I set Fraps to RGB Lossless recording and had Fraps split files every 4GB

The first test was World of Warcraft: Legion, and the clip stats are as follows:
File size                   : 3.91 GiB
Duration                    : 33s 567ms
Bit rate                    : 999 Mbps
Width                       : 1 920 pixels
Height                      : 1 200 pixels
Frame rate                  : 30.000 fps
Bits/(Pixel*Frame)          : 14.453
I ran it through StaxRip using the default settings for x264. The resulting file was as follows:
File size              : 85.0 MiB
Duration                  : 33s 567ms
Bit rate                  : 21.2 Mbps
Maximum bit rate          : 28.5 Mbps
Bits/(Pixel*Frame)        : 0.307
The x264 encode time was 57 Seconds.

Next, I simply switched StaxRip to use x265 for encoding - I still kept the defaults (Both quality settings for x264 and x265 are CRF22.)

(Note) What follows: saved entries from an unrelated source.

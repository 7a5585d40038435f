//! Test fixtures and helpers.
//!
//! A [`Scenario`] wires an engine to instrumented collaborators with one
//! owner account and one third party, so tests can assert both outcomes and
//! side effects.

use std::sync::{Arc, Once};

use keyward::{AccessOutcome, Engine, EngineConfig, Result};
use keyward_core::{AccountId, Capability, Document, Permission, ThirdPartyId};
use keyward_keystore::KeyStore;
use keyward_store::{MemoryStore, Store};

use crate::instrumented::{RecordingKeyStore, RecordingStore};

/// Plaintext used when a test does not care about content.
pub const SAMPLE_DOCUMENT: &[u8] = b"<statement><balance>1024.00</balance></statement>";

static TRACING: Once = Once::new();

/// Install a test-friendly tracing subscriber once per process.
pub fn init_tracing() {
    TRACING.call_once(|| {
        let _ = tracing_subscriber::fmt()
            .with_test_writer()
            .with_max_level(tracing_subscriber::filter::LevelFilter::DEBUG)
            .try_init();
    });
}

/// An engine over recording collaborators, with an owner and a third party.
pub struct Scenario<S: Store = MemoryStore> {
    pub engine: Engine<RecordingStore<S>>,
    pub keystore: Arc<RecordingKeyStore>,
    pub owner: AccountId,
    pub party: ThirdPartyId,
}

impl Scenario<MemoryStore> {
    /// In-memory store, in-memory key store, default config.
    pub fn new() -> Self {
        Self::with_store(MemoryStore::new(), EngineConfig::default())
    }

    pub fn with_config(config: EngineConfig) -> Self {
        Self::with_store(MemoryStore::new(), config)
    }
}

impl Default for Scenario<MemoryStore> {
    fn default() -> Self {
        Self::new()
    }
}

impl<S: Store> Scenario<S> {
    /// Wrap `store` and a recording in-memory key store.
    pub fn with_store(store: S, config: EngineConfig) -> Self {
        Self::with_keystore(store, Arc::new(RecordingKeyStore::in_memory()), config)
    }

    pub fn with_keystore(store: S, keystore: Arc<RecordingKeyStore>, config: EngineConfig) -> Self {
        init_tracing();
        let shared: Arc<dyn KeyStore> = keystore.clone();
        let engine = Engine::new(RecordingStore::new(store), shared, config)
            .expect("scenario config must be valid");

        Self {
            engine,
            keystore,
            owner: AccountId::new("owner-account").expect("static id"),
            party: ThirdPartyId::new("relying-party").expect("static id"),
        }
    }

    pub fn store(&self) -> &RecordingStore<S> {
        self.engine.store()
    }

    /// Create a document owned by the scenario's owner.
    pub async fn seal(&self, plaintext: &[u8]) -> Result<Document> {
        self.engine
            .create_document(&self.owner, "statement.xml", plaintext)
            .await
    }

    /// Grant the scenario's third party read access to `document`.
    pub async fn grant(&self, document: &Document) -> Result<Permission> {
        self.grant_with(document, Capability::Read, None).await
    }

    pub async fn grant_with(
        &self,
        document: &Document,
        capability: Capability,
        ttl: Option<i64>,
    ) -> Result<Permission> {
        self.engine
            .grant_permission(&self.owner, &self.party, &document.content_id, capability, ttl)
            .await
    }

    pub async fn delegate(&self, enabled: bool) -> Result<()> {
        self.engine.set_delegation(&self.owner, enabled).await?;
        Ok(())
    }

    /// A document with a read grant and delegation on: ready to rotate.
    pub async fn shared_document(&self, plaintext: &[u8]) -> Result<Document> {
        let document = self.seal(plaintext).await?;
        self.grant(&document).await?;
        self.delegate(true).await?;
        Ok(document)
    }

    /// Third-party read by the scenario's party.
    pub async fn rotate(&self, document: &Document) -> Result<AccessOutcome> {
        self.engine
            .access_and_rotate(&self.party, &document.content_id, &self.owner)
            .await
    }

    /// Current stored state of `document`.
    pub async fn reload(&self, document: &Document) -> Document {
        self.store()
            .get_document(&document.content_id)
            .await
            .expect("store read")
            .expect("document exists")
    }
}
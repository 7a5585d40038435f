//! Error types for the engine.

use keyward_access::AccessError;
use keyward_core::{AccountId, ContentId, CoreError, KeyImage, PermissionId};
use keyward_keystore::KeyStoreError;
use keyward_store::StoreError;
use thiserror::Error;

/// Errors that can occur during engine operations.
#[derive(Debug, Error)]
pub enum EngineError {
    /// No usable grant. No side effects.
    #[error("permission denied: {0}")]
    PermissionDenied(String),

    /// The owner has not opted in to third-party access. No side effects.
    #[error("delegation disabled for account {0}")]
    DelegationDisabled(String),

    /// The key store has no entry for a document's key image.
    ///
    /// The document cannot be opened; this is data corruption, not a
    /// transient condition.
    #[error("key not found for image {0}")]
    KeyNotFound(KeyImage),

    /// Authenticated decryption failed, or stored key material does not
    /// match the document's key image.
    #[error("integrity failure: {0}")]
    IntegrityFailure(String),

    /// The key store backend could not be reached. May be retried.
    #[error("key store backend unavailable: {0}")]
    BackendUnavailable(String),

    /// Another writer re-sealed the document first. May be retried.
    #[error("persistence conflict on {document}: expected image {expected}, found {current}")]
    PersistenceConflict {
        document: ContentId,
        expected: KeyImage,
        current: KeyImage,
    },

    /// Document not found.
    #[error("document not found: {0}")]
    DocumentNotFound(ContentId),

    /// Permission not found.
    #[error("permission not found: {0}")]
    PermissionNotFound(PermissionId),

    /// The account does not own the document.
    #[error("account {account} does not own document {document}")]
    NotOwner {
        account: AccountId,
        document: ContentId,
    },

    /// Empty or malformed input.
    #[error("invalid input: {0}")]
    InvalidInput(String),

    /// Key store material is not a 32-byte hex key.
    #[error("invalid key material: {0}")]
    InvalidKeyMaterial(String),

    /// Encryption or key derivation failed.
    #[error("crypto error: {0}")]
    Crypto(String),

    /// Configuration rejected.
    #[error("configuration error: {0}")]
    Config(String),

    /// Storage error.
    #[error("storage error: {0}")]
    Store(#[from] StoreError),
}

impl EngineError {
    /// Whether the caller may retry the same call (with backoff).
    pub fn is_retryable(&self) -> bool {
        matches!(
            self,
            EngineError::BackendUnavailable(_) | EngineError::PersistenceConflict { .. }
        )
    }

    /// Whether the error describes the request rather than the system.
    pub fn is_user_facing(&self) -> bool {
        matches!(
            self,
            EngineError::PermissionDenied(_)
                | EngineError::DelegationDisabled(_)
                | EngineError::DocumentNotFound(_)
                | EngineError::PermissionNotFound(_)
                | EngineError::NotOwner { .. }
                | EngineError::InvalidInput(_)
        )
    }
}

impl From<CoreError> for EngineError {
    fn from(e: CoreError) -> Self {
        match e {
            CoreError::IntegrityFailure(msg) => EngineError::IntegrityFailure(msg),
            CoreError::InvalidKeyMaterial(msg) => EngineError::InvalidKeyMaterial(msg),
            CoreError::EncryptionError(msg) | CoreError::KeyDerivation(msg) => {
                EngineError::Crypto(msg)
            }
            other @ (CoreError::InvalidKeyImage(_)
            | CoreError::EmptyIdentifier(_)
            | CoreError::UnknownCapability(_)) => EngineError::InvalidInput(other.to_string()),
        }
    }
}

impl From<KeyStoreError> for EngineError {
    fn from(e: KeyStoreError) -> Self {
        match e {
            KeyStoreError::KeyNotFound(image) => EngineError::KeyNotFound(image),
            KeyStoreError::BackendUnavailable(msg) => EngineError::BackendUnavailable(msg),
            KeyStoreError::Config(msg) => EngineError::Config(msg),
        }
    }
}

impl From<AccessError> for EngineError {
    fn from(e: AccessError) -> Self {
        match e {
            AccessError::InvalidInput(inner) => EngineError::InvalidInput(inner.to_string()),
            AccessError::PermissionDenied(msg) => EngineError::PermissionDenied(msg),
            AccessError::DelegationDisabled(account) => EngineError::DelegationDisabled(account),
            AccessError::DocumentNotFound(id) => EngineError::DocumentNotFound(id),
            AccessError::Store(inner) => EngineError::Store(inner),
        }
    }
}

/// Result type for engine operations.
pub type Result<T> = std::result::Result<T, EngineError>;

#[cfg(test)]
mod tests {
    use super::*;

    #[test]
    fn test_taxonomy_flags() {
        let conflict = EngineError::PersistenceConflict {
            document: ContentId::new("doc").unwrap(),
            expected: KeyImage::of_hex("00"),
            current: KeyImage::of_hex("01"),
        };
        assert!(conflict.is_retryable());
        assert!(!conflict.is_user_facing());

        let unavailable = EngineError::from(KeyStoreError::BackendUnavailable("down".into()));
        assert!(unavailable.is_retryable());

        let missing = EngineError::from(KeyStoreError::KeyNotFound(KeyImage::of_hex("00")));
        assert!(!missing.is_retryable());
        assert!(!missing.is_user_facing());

        let denied = EngineError::from(AccessError::PermissionDenied("no grant".into()));
        assert!(denied.is_user_facing());
        assert!(!denied.is_retryable());
    }

    #[test]
    fn test_integrity_failure_maps_through() {
        let err = EngineError::from(CoreError::IntegrityFailure("tag".into()));
        assert!(matches!(err, EngineError::IntegrityFailure(_)));
        assert!(!err.is_retryable());
    }
}
//! How a grant's capability is matched against a request.

use keyward_core::Capability;
use serde::{Deserialize, Serialize};

/// Capability matching rule applied by the gate.
///
/// Deployments that rely on read-only grants for third parties should use
/// `RequireMatching`.
#[derive(Debug, Clone, Copy, Default, PartialEq, Eq, Serialize, Deserialize)]
#[serde(rename_all = "snake_case")]
pub enum CapabilityPolicy {
    /// Any active grant on the document admits the request, whatever its
    /// capability.
    #[default]
    AnyActiveGrant,
    /// The grant's capability must equal the requested one.
    RequireMatching,
}

impl CapabilityPolicy {
    /// Whether a grant of `granted` admits a request for `requested`.
    pub fn admits(&self, granted: Capability, requested: Capability) -> bool {
        match self {
            CapabilityPolicy::AnyActiveGrant => true,
            CapabilityPolicy::RequireMatching => granted == requested,
        }
    }
}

File size            : 67.4 MiB
Duration             : 33s 567ms
Bit rate             : 16.8 Mbps
Maximum bit rate     : 26.5 Mbps
Bits/(Pixel*Frame)   : 0.244
The x265 encode time was 1 Minute 52 Seconds


I'm not going to post the full stats of the Black Desert videos, but as a summary:

World of Warcraft: Legion | 30fps, 1920x1200 resolution, 33 second video
  • Fraps: 4GB
  • x264: 84.9MB
  • x265: 67.3MB
Black Desert Online | 30fps, 1920x1080 resolution, 58 second video
  • Fraps: 4GB
  • x264: 114MB
  • x265 75.5MB
I tried playing the videos side by side - I had a very hard time discerning a quality difference between the two videos but from what I saw it seems that the x265 encoded video has a slightly "warmer" color to it. Regardless of what is actually "better" - the fact that the filesize is much lower for what essentially looks the same is outstanding.

Downside is that you don't get Windows Explorer thumbnails for the x265 encoded files, and only VLC will play them.